The association wants the government to consider the 1.5 percent E-levy on their activities.
The 1.5 percent E-levy on mobile money, online shopping, and other digital transactions, according to the E-Commerce Association of Ghana, is eroding gains made in building a buoyant e-commerce industry, financial inclusion, and a digitalized economy.
The association said the E-levy has increased the cost of doing business among its members, pushing operators in the E-commerce sector to consider relocating to other West African countries with favourable tax regimes.
According to the Executive Director of the E-Commerce Association of Ghana, Paul Asinor, “We do not want an instance where the government will keep increasing the E-levy and see it as an easy way to increase revenue. We want to stop it now in the budget because it will affect our business. If the cost of doing business continues to increase, businesses will gradually reduce their investment and look outside where operations are less costly.”

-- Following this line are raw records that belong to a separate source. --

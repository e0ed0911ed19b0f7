//! Core data models for bucket synchronization.
//!
//! Mappings come from configuration, descriptors from live backend listings,
//! and sync records from the metadata store.

pub mod mapping;
pub mod object;
pub mod sync_record;

pub use mapping::{Mapping, MappingKey};
pub use object::{ObjectDescriptor, UploadResult};
pub use sync_record::{SyncRecord, SyncStatus};
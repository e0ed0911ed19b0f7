//! One-way incremental synchronization of object storage buckets.
//!
//! Objects flow from a source bucket to a target bucket per configured
//! [`models::Mapping`]; a SQLite metadata store remembers what was last
//! transferred so repeated runs only copy what changed.

pub mod backends;
pub mod config;
pub mod errors;
pub mod models;
pub mod services;
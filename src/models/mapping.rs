//! Represents a configured source-bucket to target-bucket pairing.

use serde::{Deserialize, Serialize};
use std::fmt;

/// A single synchronization pairing, loaded once from configuration and
/// never mutated afterwards.
#[derive(Serialize, Deserialize, Clone, Debug, PartialEq, Eq)]
#[serde(rename_all = "camelCase")]
pub struct Mapping {
    /// Provider id the objects are read from.
    pub source_provider_id: String,

    /// Bucket objects are read from.
    pub source_bucket: String,

    /// Provider id the objects are written to.
    pub target_provider_id: String,

    /// Bucket objects are written to.
    pub target_bucket: String,
}

impl Mapping {
    pub fn new(
        source_provider_id: impl Into<String>,
        source_bucket: impl Into<String>,
        target_provider_id: impl Into<String>,
        target_bucket: impl Into<String>,
    ) -> Self {
        Self {
            source_provider_id: source_provider_id.into(),
            source_bucket: source_bucket.into(),
            target_provider_id: target_provider_id.into(),
            target_bucket: target_bucket.into(),
        }
    }

    /// Partition key used by the metadata store for this mapping.
    pub fn key(&self) -> MappingKey {
        MappingKey(format!(
            "{}:{}->{}:{}",
            self.source_provider_id, self.source_bucket, self.target_provider_id, self.target_bucket
        ))
    }
}

impl fmt::Display for Mapping {
    fn fmt(&self, f: &mut fmt::Formatter<'_>) -> fmt::Result {
        write!(f, "{}", self.key())
    }
}

/// Stable, human-readable identifier of a mapping:
/// `sourceProvider:sourceBucket->targetProvider:targetBucket`.
///
/// The format is persisted as the metadata partition key and must not change.
#[derive(Clone, Debug, PartialEq, Eq, Hash, PartialOrd, Ord)]
pub struct MappingKey(String);

impl MappingKey {
    /// Wrap an already formatted key, e.g. one read back from the store.
    pub fn from_raw(raw: impl Into<String>) -> Self {
        Self(raw.into())
    }

    pub fn as_str(&self) -> &str {
        &self.0
    }
}

impl fmt::Display for MappingKey {
    fn fmt(&self, f: &mut fmt::Formatter<'_>) -> fmt::Result {
        f.write_str(&self.0)
    }
}

impl AsRef<str> for MappingKey {
    fn as_ref(&self) -> &str {
        &self.0
    }
}
//! # Storefront Test Suite
//!
//! End-to-end tests that run the real gateway, catalog and auth servers
//! in-process on ephemeral ports.
//!
//! ## Structure
//!
//! ```text
//! tests/src/
//! └── integration/
//!     ├── harness.rs        # Starts and stops the three servers
//!     └── gateway_flows.rs  # HTTP and gRPC flows through the gateway
//! ```
//!
//! ## Running Tests
//!
//! ```bash
//! cargo test -p sf-tests
//! ```

pub mod integration;
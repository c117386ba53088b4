//! Catalog service errors.

use storefront_telemetry::TelemetryError;

/// Startup and lifecycle errors
#[derive(Debug, thiserror::Error)]
pub enum CatalogError {
    #[error("configuration error: {0}")]
    Config(#[from] crate::config::ConfigError),

    #[error("server bind error: {0}")]
    Bind(String),

    #[error("metrics error: {0}")]
    Metrics(#[from] TelemetryError),

    #[error("server error: {0}")]
    Server(String),
}
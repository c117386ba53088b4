//! SF-Client: Storefront demo client.

use anyhow::Result;
use clap::Parser;
use tracing::info;

use sf_client::{DirectClient, GatewayClient, Signup};
use storefront_telemetry::{init_logging, TelemetryConfig};

/// SF-Client: sign up, log in and fetch a product
#[derive(Parser, Debug)]
#[command(name = "sf-client")]
#[command(about = "Demo client for the Storefront gateway and backends")]
struct Args {
    /// Go through the API gateway instead of calling the backends directly
    #[arg(long)]
    via_gateway: bool,

    /// API gateway base URL
    #[arg(long, default_value = "http://localhost:50061")]
    gateway: String,

    /// Auth service base URL
    #[arg(long, default_value = "http://localhost:50053")]
    auth: String,

    /// Catalog service gRPC endpoint
    #[arg(long, default_value = "http://localhost:50052")]
    catalog: String,

    #[arg(long, default_value = "John")]
    first_name: String,

    #[arg(long, default_value = "Doe")]
    last_name: String,

    #[arg(long, default_value = "john.doe@example.com")]
    email: String,

    #[arg(long, default_value = "password123")]
    password: String,

    /// Product to look up
    #[arg(long, default_value_t = 1)]
    product_id: i32,
}

#[tokio::main]
async fn main() -> Result<()> {
    let args = Args::parse();
    init_logging(&TelemetryConfig::for_service("sf-client"))?;

    let signup = Signup {
        first_name: args.first_name.clone(),
        last_name: args.last_name.clone(),
        email: args.email.clone(),
        password: args.password.clone(),
    };

    if args.via_gateway {
        info!(gateway = %args.gateway, "Using API gateway");
        let client = GatewayClient::new(&args.gateway)?;

        println!("Signup response: {:?}", client.signup(&signup).await?);
        println!(
            "Login response: {:?}",
            client.login(&args.email, &args.password).await?
        );
        println!("{}", client.get_product(args.product_id).await?);
    } else {
        info!(auth = %args.auth, catalog = %args.catalog, "Calling backends directly");
        let client = DirectClient::new(&args.auth, &args.catalog)?;

        println!("Signup response: {:?}", client.signup(&signup).await?);
        println!(
            "Login response: {:?}",
            client.login(&args.email, &args.password).await?
        );
        println!("Product: {:?}", client.get_product(args.product_id).await?);
    }

    Ok(())
}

He appealed to the government to engage members in the sector before reviewing the impact of e-levy in the mid-year budget presentation.
He expressed worry that the Ministry of Finance did not engage key stakeholders in the e-commerce sector before introducing a sensitive tax policy such as the E-levy.
“We actually think that government must engage us to discuss a number of issues affecting the sector. This e-commerce sector is a vibrant area that can fetch the government a lot of income if activities in the areas are streamlined,” he said to Joy News.
He stated that they will be made expensive; which will discourage people from using digital and online payment platforms.
He indicated that there should be a national policy that will build the e-commerce sector to rake in the needed revenue for the government.
“That perception is a myth because online businesses are easily monitored and made to pay taxes. I have just told you about e-levy and how it affects our business.
“We are aware of the low incomes that online workers receive, and so we are engaging the relevant stakeholders. We will finalize our recommendations soon for government to consider in designing a sustainable policy,” he stressed.